You need to think about your chest having three parts which are the upper chest, middle chest and lower chest. You should work out your upper chest on an incline bench at around 30-45%. The middle chest is best exercised on a flat bench and the lower chest at a 30-45% decline.

How To Build Your Upper Chest


You want to start this with a incline bench press using a barbell. Go for as much weight on the bar as you are comfortable with. You want to increase this over time. Lay on the bench and keep your feet flat on the floor.

Drive through to your hips and keep your shoulder blades retracted and your back arched. Take a medium grip and hold the weight with your arms extended above your chest as the starting position. Flex your elbows and lower the bar to your sternum being careful not to bounce.

Keep your elbows in and your lats tight. Allow the bar to touch your body and then move the bar up to the starting position. Aim for 3 sets of around 5 reps.

Incline Dumbbell Bench PressINCLINE DUMBBELL PRESS

After this go for an incline dumbbell press. Lie on the inclined bench with a dumbbell in each hand on top of your thighs. Ensure that your palms are facing each other. Push the dumbbells up one at a time so that you can hold them at shoulder width.

Now rotate your wrists so that your palms face away from you. This is the start position. Now drive the dumbbells up with your chest. When you reach the top hold for a second and then lower slowly to the start position. Go for 3 sets of 8 reps.


Time now for some incline dumbbell flyes. Set the bench to a 30% incline and hold a dumbbell in each hand. Push your arms up and bend your elbows slightly. Make your palms face towards you and you are at the start position.

Now lower your arms to the side while extended and at the same time rotate your wrists until your palms are facing each other. Then reverse the movement so that the dumbbells are back to the start position.
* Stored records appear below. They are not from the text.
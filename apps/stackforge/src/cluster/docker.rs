//! `docker` CLI implementation of [`Cluster`].

use super::{Cluster, ServiceReplicas};
use crate::error::DeployError;
use async_trait::async_trait;
use stackforge_core::ResourceKind;
use stackforge_core::primitives::NETWORK_DRIVER;
use std::path::Path;
use std::process::Stdio;
use std::time::Duration;
use tokio::process::Command;
use tracing::debug;

/// Runs every operation as one `docker` invocation with a hard timeout.
#[derive(Debug, Clone)]
pub struct DockerCli {
    program: String,
    timeout: Duration,
}

impl DockerCli {
    pub fn new(timeout: Duration) -> Self {
        Self::with_program("docker", timeout)
    }

    /// Use another binary (a wrapper script, `podman`).
    pub fn with_program(program: impl Into<String>, timeout: Duration) -> Self {
        Self {
            program: program.into(),
            timeout,
        }
    }

    /// Run `program args...`, returning stdout on a zero exit status.
    async fn run(&self, args: &[&str]) -> Result<String, DeployError> {
        let rendered = format!("{} {}", self.program, args.join(" "));
        debug!(command = %rendered, "Running cluster command");

        let child = Command::new(&self.program)
            .args(args)
            .stdin(Stdio::null())
            .stdout(Stdio::piped())
            .stderr(Stdio::piped())
            .kill_on_drop(true)
            .spawn()
            .map_err(|e| DeployError::Command {
                command: rendered.clone(),
                detail: e.to_string(),
            })?;

        let output = tokio::time::timeout(self.timeout, child.wait_with_output())
            .await
            .map_err(|_| DeployError::Command {
                command: rendered.clone(),
                detail: format!("timed out after {}s", self.timeout.as_secs()),
            })?
            .map_err(|e| DeployError::Command {
                command: rendered.clone(),
                detail: e.to_string(),
            })?;

        if output.status.success() {
            Ok(String::from_utf8_lossy(&output.stdout).into_owned())
        } else {
            Err(DeployError::Command {
                command: rendered,
                detail: String::from_utf8_lossy(&output.stderr).trim().to_string(),
            })
        }
    }

    fn provision_error(kind: ResourceKind, name: &str, err: DeployError) -> DeployError {
        DeployError::ResourceProvision {
            kind,
            name: name.to_string(),
            detail: err.to_string(),
        }
    }
}

fn lines(output: &str) -> Vec<String> {
    output
        .lines()
        .map(str::trim)
        .filter(|l| !l.is_empty())
        .map(str::to_string)
        .collect()
}

#[async_trait]
impl Cluster for DockerCli {
    async fn list(&self, kind: ResourceKind) -> Result<Vec<String>, DeployError> {
        let output = self.run(&[kind.name(), "ls", "--format", "{{.Name}}"]).await?;
        Ok(lines(&output))
    }

    async fn create_network(&self, name: &str) -> Result<(), DeployError> {
        self.run(&[
            "network",
            "create",
            "--driver",
            NETWORK_DRIVER,
            "--attachable",
            name,
        ])
        .await
        .map(drop)
        .map_err(|e| Self::provision_error(ResourceKind::Network, name, e))
    }

    async fn create_volume(&self, name: &str) -> Result<(), DeployError> {
        self.run(&["volume", "create", name])
            .await
            .map(drop)
            .map_err(|e| Self::provision_error(ResourceKind::Volume, name, e))
    }

    async fn create_config(&self, name: &str, source: &Path) -> Result<(), DeployError> {
        let source = source.to_string_lossy();
        self.run(&["config", "create", name, &source])
            .await
            .map(drop)
            .map_err(|e| Self::provision_error(ResourceKind::Config, name, e))
    }

    async fn deploy_stack(&self, name: &str, manifest: &Path) -> Result<(), DeployError> {
        let manifest = manifest.to_string_lossy();
        self.run(&["stack", "deploy", "--prune", "-c", &manifest, name])
            .await
            .map(drop)
    }

    async fn list_stacks(&self) -> Result<Vec<String>, DeployError> {
        let output = self.run(&["stack", "ls", "--format", "{{.Name}}"]).await?;
        Ok(lines(&output))
    }

    async fn stack_services(&self, stack: &str) -> Result<Vec<ServiceReplicas>, DeployError> {
        let output = self
            .run(&[
                "stack",
                "services",
                stack,
                "--format",
                "{{.Name}} {{.Replicas}}",
            ])
            .await?;
        Ok(output.lines().filter_map(ServiceReplicas::parse_line).collect())
    }

    async fn remove_stack(&self, stack: &str) -> Result<(), DeployError> {
        self.run(&["stack", "rm", stack]).await.map(drop)
    }

    async fn service_logs(&self, service: &str, tail: usize) -> Result<String, DeployError> {
        let tail = tail.to_string();
        self.run(&["service", "logs", "--no-task-ids", "--tail", &tail, service])
            .await
    }
}

#[cfg(test)]
mod tests {
    use super::*;

    #[test]
    fn lines_skips_blanks() {
        assert_eq!(lines("a\n\n b \n"), vec!["a".to_string(), "b".to_string()]);
    }

    #[tokio::test]
    async fn missing_binary_is_a_command_error() {
        let cli = DockerCli::with_program("stackforge-no-such-binary", Duration::from_secs(5));
        let err = cli.list_stacks().await.expect_err("binary does not exist");
        assert!(matches!(err, DeployError::Command { .. }));
    }

    #[tokio::test]
    async fn create_failure_names_the_resource() {
        let cli = DockerCli::with_program("stackforge-no-such-binary", Duration::from_secs(5));
        let err = cli.create_volume("grafana_data").await.expect_err("fails");
        assert!(err.to_string().contains("volume 'grafana_data'"));
    }
}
Go for 3 sets of 9 or 10 reps.


Finish off the upper chest exercises with 3 sets of pushups for 12 reps or until failure.

Middle Chest Exercises


Start with a flat bench press using a barbell and a medium grip. You want to go for 3 sets of around 5 reps for this exercise.


Then go for 3 sets of 8 reps of the flat dumbbell press.
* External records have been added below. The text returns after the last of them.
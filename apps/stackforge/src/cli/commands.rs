//! # CLI Command Implementations
//!
//! This module contains the actual implementations of CLI commands.

use crate::cluster::{Cluster, DockerCli, MemoryCluster, ServiceReplicas};
use crate::error::DeployError;
use crate::installer::{InstallOptions, Installer, RunSummary};
use crate::management::ManagementClient;
use crate::readiness::all_ready;
use crate::settings::{BackendMode, Settings, StateDir};
use crate::store::{ConfigStore, JsonFileStore, MemoryStore, SecretStore};
use serde::Serialize;
use stackforge_core::{
    ACME_EMAIL_KEY, BASE_DOMAIN_KEY, Catalog, Category, DNS_API_TOKEN_KEY, PrefixMap,
    SECRET_POLICY, StackforgeError, deployment_waves, generate, implemented, install_order,
    resolve,
};
use std::collections::BTreeMap;
use std::path::PathBuf;
use std::sync::Arc;
use std::time::Duration;
use tokio_util::sync::CancellationToken;
use tracing::{info, warn};

// =============================================================================
// SHARED CONTEXT
// =============================================================================

/// State directory, settings and output mode shared by every command.
#[derive(Debug, Clone)]
pub struct Context {
    pub state: StateDir,
    pub settings: Settings,
    pub json: bool,
}

impl Context {
    pub fn new(home: Option<PathBuf>, json: bool) -> Result<Self, DeployError> {
        let state = StateDir::locate(home);
        let settings = Settings::load(&state)?;
        Ok(Self {
            state,
            settings,
            json,
        })
    }

    fn cluster(&self) -> Arc<dyn Cluster> {
        Arc::new(DockerCli::new(self.settings.command_timeout()))
    }

    fn config_store(&self) -> JsonFileStore {
        JsonFileStore::new(self.state.config_path())
    }
}

fn print_json<T: Serialize>(value: &T) -> Result<(), DeployError> {
    let text = serde_json::to_string_pretty(value)
        .map_err(|e| StackforgeError::Serialization(e.to_string()))?;
    println!("{}", text);
    Ok(())
}

/// Explicit ids plus the stacks of `profile`, in that order.
pub fn requested_ids(
    catalog: &Catalog,
    stacks: &[String],
    profile: Option<&str>,
) -> Result<Vec<String>, DeployError> {
    let mut ids = Vec::new();
    if let Some(name) = profile {
        ids.extend(catalog.profile(name)?.stacks.iter().map(|s| (*s).to_string()));
    }
    ids.extend(stacks.iter().cloned());
    if ids.is_empty() {
        return Err(DeployError::Settings(
            "nothing requested: pass stack ids or --profile".to_string(),
        ));
    }
    Ok(ids)
}

// =============================================================================
// CATALOG / PROFILES / PLAN
// =============================================================================

#[derive(Serialize)]
struct CatalogEntry<'a> {
    id: &'a str,
    category: Category,
    description: &'a str,
    prefix: &'a str,
    #[serde(skip_serializing_if = "Option::is_none")]
    console_prefix: Option<&'a str>,
    dependencies: &'a [&'a str],
    implemented: bool,
}

/// List every known stack.
pub fn cmd_catalog(ctx: &Context) -> Result<(), DeployError> {
    let catalog = Catalog::builtin();
    let implemented: Vec<&str> = implemented().collect();
    let entries: Vec<CatalogEntry<'_>> = catalog
        .descriptors()
        .map(|d| CatalogEntry {
            id: d.id,
            category: d.category,
            description: d.description,
            prefix: d.domain_prefix,
            console_prefix: d.console_prefix,
            dependencies: d.dependencies,
            implemented: implemented.contains(&d.id),
        })
        .collect();

    if ctx.json {
        return print_json(&entries);
    }

    println!("{:<12} {:<15} {:<10} {:<22} DESCRIPTION", "ID", "CATEGORY", "PREFIX", "DEPENDS ON");
    for e in &entries {
        let marker = if e.implemented { "" } else { " (no manifest)" };
        println!(
            "{:<12} {:<15} {:<10} {:<22} {}{}",
            e.id,
            e.category,
            e.prefix,
            e.dependencies.join(","),
            e.description,
            marker
        );
    }
    Ok(())
}

/// List installation profiles.
pub fn cmd_profiles(ctx: &Context) -> Result<(), DeployError> {
    let catalog = Catalog::builtin();

    if ctx.json {
        let profiles: BTreeMap<&str, &[&str]> =
            catalog.profiles().iter().map(|p| (p.name, p.stacks)).collect();
        return print_json(&profiles);
    }

    for profile in catalog.profiles() {
        println!("{:<12} {}", profile.name, profile.description);
        println!("{:<12} {}", "", profile.stacks.join(", "));
    }
    Ok(())
}

#[derive(Serialize)]
struct PlanOutput {
    order: Vec<&'static str>,
    waves: Vec<Vec<&'static str>>,
}

/// Show the resolved install order and the waves a parallel run would use.
pub fn cmd_plan(
    ctx: &Context,
    stacks: &[String],
    profile: Option<&str>,
) -> Result<(), DeployError> {
    let catalog = Catalog::builtin();
    catalog.validate()?;
    let ids = requested_ids(&catalog, stacks, profile)?;
    let order = install_order(&catalog, &ids)?;
    let plan = PlanOutput {
        waves: deployment_waves(&catalog, &order),
        order,
    };

    if ctx.json {
        return print_json(&plan);
    }

    println!("Install order:");
    for (i, id) in plan.order.iter().enumerate() {
        println!("  {:>2}. {}", i + 1, id);
    }
    println!();
    println!("Parallel waves:");
    for (i, wave) in plan.waves.iter().enumerate() {
        println!("  {:>2}: {}", i + 1, wave.join(", "));
    }
    Ok(())
}

// =============================================================================
// RENDER
// =============================================================================

#[derive(Serialize)]
struct RenderOutput<'a> {
    stack: &'a str,
    #[serde(skip_serializing_if = "Option::is_none")]
    fingerprint: Option<String>,
    manifest: &'a str,
    config_sources: Vec<&'a str>,
}

/// Print the manifest of one stack. Secrets not stored yet are filled with
/// temporary values that are never written back.
pub fn cmd_render(ctx: &Context, stack: &str) -> Result<(), DeployError> {
    let catalog = Catalog::builtin();
    let descriptor = catalog.require(stack)?;
    let config = ctx.config_store().load()?;
    let base_domain = config
        .get(BASE_DOMAIN_KEY)
        .filter(|d| !d.is_empty())
        .ok_or_else(|| StackforgeError::MissingSetting(BASE_DOMAIN_KEY.to_string()))?
        .to_string();

    let mut secrets = SecretStore::open(MemoryStore::new(config))?;
    let mut temporary = Vec::new();
    for id in resolve(&catalog, [stack])? {
        temporary.extend(secrets.ensure_for_stack(id)?);
    }
    if !temporary.is_empty() {
        warn!(keys = ?temporary, "Rendering with temporary values for secrets not stored yet");
    }

    let prefixes = PrefixMap::from_catalog(&catalog).with_overrides(ctx.settings.prefixes.iter());
    let manifest = generate(descriptor, &base_domain, &prefixes, secrets.config())?;

    if ctx.json {
        return print_json(&RenderOutput {
            stack,
            fingerprint: manifest.fingerprint(),
            manifest: &manifest.text,
            config_sources: manifest.config_sources.iter().map(|s| s.name).collect(),
        });
    }

    print!("{}", manifest.text);
    if let Some(fingerprint) = manifest.fingerprint() {
        println!("# fingerprint: {}", fingerprint);
    }
    for source in &manifest.config_sources {
        println!("# config {} <- {}", source.name, source.file_name);
    }
    Ok(())
}

// =============================================================================
// CONFIGURE / ROTATE
// =============================================================================

#[derive(Serialize)]
struct ConfigureOutput<'a> {
    base_domain: Option<&'a str>,
    acme_email: Option<&'a str>,
    dns_token_set: bool,
    stored_keys: usize,
}

/// Store installation-wide settings, then show what is stored.
pub fn cmd_configure(
    ctx: &Context,
    domain: Option<String>,
    email: Option<String>,
    dns_token: Option<String>,
) -> Result<(), DeployError> {
    let mut store = SecretStore::open(ctx.config_store())?;

    if let Some(domain) = domain {
        let domain = domain.trim().trim_end_matches('.').to_ascii_lowercase();
        if domain.is_empty() || !domain.contains('.') {
            return Err(DeployError::Settings(format!("'{domain}' is not a domain name")));
        }
        store.set(BASE_DOMAIN_KEY, &domain)?;
    }
    if let Some(email) = email {
        if !email.contains('@') {
            return Err(DeployError::Settings(format!("'{email}' is not an email address")));
        }
        store.set(ACME_EMAIL_KEY, email.trim())?;
    }
    if let Some(token) = dns_token {
        store.set(DNS_API_TOKEN_KEY, token.trim())?;
    }

    let config = store.config();
    let output = ConfigureOutput {
        base_domain: config.get(BASE_DOMAIN_KEY),
        acme_email: config.get(ACME_EMAIL_KEY),
        dns_token_set: config.contains(DNS_API_TOKEN_KEY),
        stored_keys: config.len(),
    };

    if ctx.json {
        return print_json(&output);
    }

    println!("State:       {}", ctx.state.root().display());
    println!("Base domain: {}", output.base_domain.unwrap_or("(not set)"));
    println!("ACME email:  {}", output.acme_email.unwrap_or("(not set)"));
    println!("DNS token:   {}", if output.dns_token_set { "set" } else { "not set" });
    println!("Stored keys: {}", output.stored_keys);
    Ok(())
}

/// Replace one stored secret. The value is never printed.
pub fn cmd_rotate(ctx: &Context, key: &str) -> Result<(), DeployError> {
    let mut store = SecretStore::open(ctx.config_store())?;
    store.rotate(key)?;
    let owner = SECRET_POLICY
        .iter()
        .find(|(_, specs)| specs.iter().any(|s| s.key == key))
        .map(|(id, _)| *id);

    if ctx.json {
        return print_json(&serde_json::json!({ "rotated": key, "stack": owner }));
    }

    println!("Rotated {}", key);
    if let Some(owner) = owner {
        println!("Reinstall '{}' to apply the new value.", owner);
    }
    Ok(())
}

// =============================================================================
// INSTALL
// =============================================================================

/// Parsed arguments of `install`.
#[derive(Debug, Clone, Default)]
pub struct InstallRequest {
    pub stacks: Vec<String>,
    pub profile: Option<String>,
    pub parallel: bool,
    pub dry_run: bool,
    pub wait: bool,
    pub timeout: Option<u64>,
    pub backend: Option<BackendMode>,
    pub prefixes: BTreeMap<String, String>,
}

/// Install stacks or a profile.
pub async fn cmd_install(
    ctx: Context,
    request: InstallRequest,
    cancel: CancellationToken,
) -> Result<(), DeployError> {
    let catalog = Catalog::builtin();
    let ids = requested_ids(&catalog, &request.stacks, request.profile.as_deref())?;

    let mut settings = ctx.settings.clone();
    if let Some(backend) = request.backend {
        settings.backend = backend;
    }
    let options = InstallOptions {
        parallel: request.parallel,
        wait: request.wait,
        timeout: request
            .timeout
            .map(Duration::from_secs)
            .unwrap_or_else(|| settings.readiness_timeout()),
        prefixes: request.prefixes,
    };

    let mut dry_cluster = None;
    let installer = if request.dry_run {
        let cluster = Arc::new(MemoryCluster::new());
        dry_cluster = Some(Arc::clone(&cluster));
        let secrets = SecretStore::open(MemoryStore::new(ctx.config_store().load()?))?;
        let state = StateDir::new(ctx.state.root().join("dry-run"));
        info!(state = %state.root().display(), "Dry run against an in-memory cluster");
        Installer::new(catalog, cluster, secrets, state, settings)
    } else {
        let secrets = SecretStore::open(ctx.config_store())?;
        let management = match settings.backend {
            BackendMode::Auto => Some(ManagementClient::new(settings.api_url.as_str())?),
            BackendMode::Cli => None,
        };
        let installer =
            Installer::new(catalog, ctx.cluster(), secrets, ctx.state.clone(), settings);
        match management {
            Some(client) => installer.with_management(client),
            None => installer,
        }
    };

    let mut installer = installer.with_options(options).with_cancel(cancel);
    let summary = installer.run(&ids).await?;

    if ctx.json {
        print_json(&summary)?;
    } else {
        print_summary(&summary);
        if let Some(cluster) = dry_cluster {
            println!();
            println!("Dry run, nothing was changed. Would create:");
            for (kind, name) in cluster.created() {
                println!("  {:<8} {}", kind, name);
            }
            println!("Would deploy: {}", cluster.deployed().join(", "));
        }
    }

    let failed = summary.failures().count();
    if failed > 0 {
        return Err(DeployError::RunFailed { failed });
    }
    Ok(())
}

fn print_summary(summary: &RunSummary) {
    println!();
    println!("{:<12} {:<22} {:<8} DETAIL", "STACK", "STATUS", "BACKEND");
    for r in &summary.results {
        let ready = match r.ready {
            Some(true) => " (ready)",
            Some(false) => " (not ready)",
            None => "",
        };
        println!(
            "{:<12} {:<22} {:<8} {}",
            r.id,
            format!("{}{}", r.status, ready),
            r.backend.as_deref().unwrap_or("-"),
            r.detail.as_deref().unwrap_or("")
        );
    }
}

// =============================================================================
// STATUS / REMOVE / LOGS
// =============================================================================

/// Show deployed stacks and their replicas.
pub async fn cmd_status(ctx: &Context) -> Result<(), DeployError> {
    let cluster = ctx.cluster();
    let mut stacks: BTreeMap<String, Vec<ServiceReplicas>> = BTreeMap::new();
    for stack in cluster.list_stacks().await? {
        let services = cluster.stack_services(&stack).await?;
        stacks.insert(stack, services);
    }

    if ctx.json {
        return print_json(&stacks);
    }

    if stacks.is_empty() {
        println!("No stacks deployed.");
        return Ok(());
    }
    for (stack, services) in &stacks {
        let state = if all_ready(services) { "ready" } else { "converging" };
        println!("{} [{}]", stack, state);
        for s in services {
            println!("  {:<36} {}/{}", s.name, s.running, s.desired);
        }
    }
    Ok(())
}

/// Remove one deployed stack. Shared networks and volumes are kept.
pub async fn cmd_remove(ctx: &Context, stack: &str) -> Result<(), DeployError> {
    ctx.cluster().remove_stack(stack).await?;
    info!(stack, "Stack removed");
    if ctx.json {
        return print_json(&serde_json::json!({ "removed": stack }));
    }
    println!("Removed {} (volumes and networks kept)", stack);
    Ok(())
}

/// Show the logs of one service.
pub async fn cmd_logs(ctx: &Context, service: &str, tail: usize) -> Result<(), DeployError> {
    let logs = ctx.cluster().service_logs(service, tail).await?;
    if ctx.json {
        let lines: Vec<&str> = logs.lines().collect();
        return print_json(&serde_json::json!({ "service": service, "lines": lines }));
    }
    print!("{}", logs);
    Ok(())
}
Next go for the dumbbell flyes. This is the same as the incline dumbbell flyes described above except that you will be using a flat bench. 3 sets of 9-10 reps is good here.


Finish off the middle chest exercises with 3 sets of pushups for 12 reps or until failure.
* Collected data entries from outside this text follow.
//! Direct backend: stable manifest file plus `stack deploy`.

use super::DeployBackend;
use crate::cluster::Cluster;
use crate::error::DeployError;
use crate::store::write_private;
use async_trait::async_trait;
use std::path::{Path, PathBuf};
use std::sync::Arc;
use tracing::info;

pub struct CliBackend {
    cluster: Arc<dyn Cluster>,
    manifests_dir: PathBuf,
}

impl CliBackend {
    pub fn new(cluster: Arc<dyn Cluster>, manifests_dir: impl Into<PathBuf>) -> Self {
        Self {
            cluster,
            manifests_dir: manifests_dir.into(),
        }
    }

    /// `<manifests_dir>/<stack>.yaml`, rewritten on every deploy.
    pub fn manifest_path(&self, stack: &str) -> PathBuf {
        self.manifests_dir.join(format!("{stack}.yaml"))
    }

    fn write_manifest(path: &Path, manifest: &str) -> Result<(), DeployError> {
        write_private(path, manifest.as_bytes()).map_err(|e| DeployError::ManifestWrite {
            path: path.display().to_string(),
            detail: e.to_string(),
        })
    }
}

#[async_trait]
impl DeployBackend for CliBackend {
    fn name(&self) -> &'static str {
        "cli"
    }

    async fn deploy(&self, stack: &str, manifest: &str) -> Result<&'static str, DeployError> {
        let path = self.manifest_path(stack);
        Self::write_manifest(&path, manifest)?;
        self.cluster.deploy_stack(stack, &path).await?;
        info!(stack, path = %path.display(), "Deployed through cluster CLI");
        Ok(self.name())
    }
}

#[cfg(test)]
mod tests {
    use super::*;
    use crate::cluster::MemoryCluster;

    #[tokio::test]
    async fn writes_then_deploys() {
        let dir = tempfile::tempdir().expect("tempdir");
        let cluster = Arc::new(MemoryCluster::new());
        let backend = CliBackend::new(cluster.clone(), dir.path().join("manifests"));

        let used = backend.deploy("grafana", "version: '3.8'\n").await.expect("deploy");

        assert_eq!(used, "cli");
        assert_eq!(cluster.deployed(), vec!["grafana".to_string()]);
        assert_eq!(cluster.manifest("grafana").as_deref(), Some("version: '3.8'\n"));
        assert!(backend.manifest_path("grafana").exists());
    }

    #[tokio::test]
    async fn unwritable_path_is_a_manifest_error() {
        let dir = tempfile::tempdir().expect("tempdir");
        let blocker = dir.path().join("file");
        std::fs::write(&blocker, "x").expect("write");
        let backend = CliBackend::new(Arc::new(MemoryCluster::new()), blocker.join("manifests"));

        let err = backend.deploy("grafana", "").await.expect_err("parent is a file");
        assert!(matches!(err, DeployError::ManifestWrite { .. }));
    }
}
The Best Lower Chest Workout


Start off with a decline bench press using a barbell. Lay down on a decline bench and use a medium grip to lift the bar and with your arms locked hold it above you. This is the start position. Bring the bar down slowly so that you can feel it on your lower chest.

Pause for a second and then return to the starting position. Use your chest muscles here and lock your arms and bring the bar down slowly again. Go for 3 sets of 5 reps.

Not all gyms have a decline bench, a secondary option would be to opt for the smith machine for the decline barbell.


This is the same as the incline dumbbell press described above except that you will be using a decline bench and you will need a spotter. Aim for 3 sets of 8 reps here.
If you don’t have a spotter to help you setup, please don’t try to grab a heavy weight to do decline dumbbells. This is quite difficult to setup on your own!

Setup tip – Stack two dumbbells end on end for both sides right beside where your end position would be on the decline bench. Now when you get on the bench and lower your body, the dumbbells will be at a height off the ground that you can simply grab them while laying back and as you do, the secondary dumbbells will fall forward leaving you space to drop the dumbbells after your set. Then repeat for each set.


This is the same as the incline dumbbell flyes described above except that you will be using a decline bench and a decline of between 30-45%. Go for 3 sets of around 9-10 reps for this.

You can use the same setup as the decline dumbbells if you have trouble getting on the decline with the weights chosen.


Complete your lower chest workout with 3 sets of pushups for 12 reps a set or until failure.

Safety note*  Using a cage is an easy way to ensure you don’t get stuck under the barbell exercises. Align the safety pins to wear you’re bringing the bar to its lowest, just touching the chest.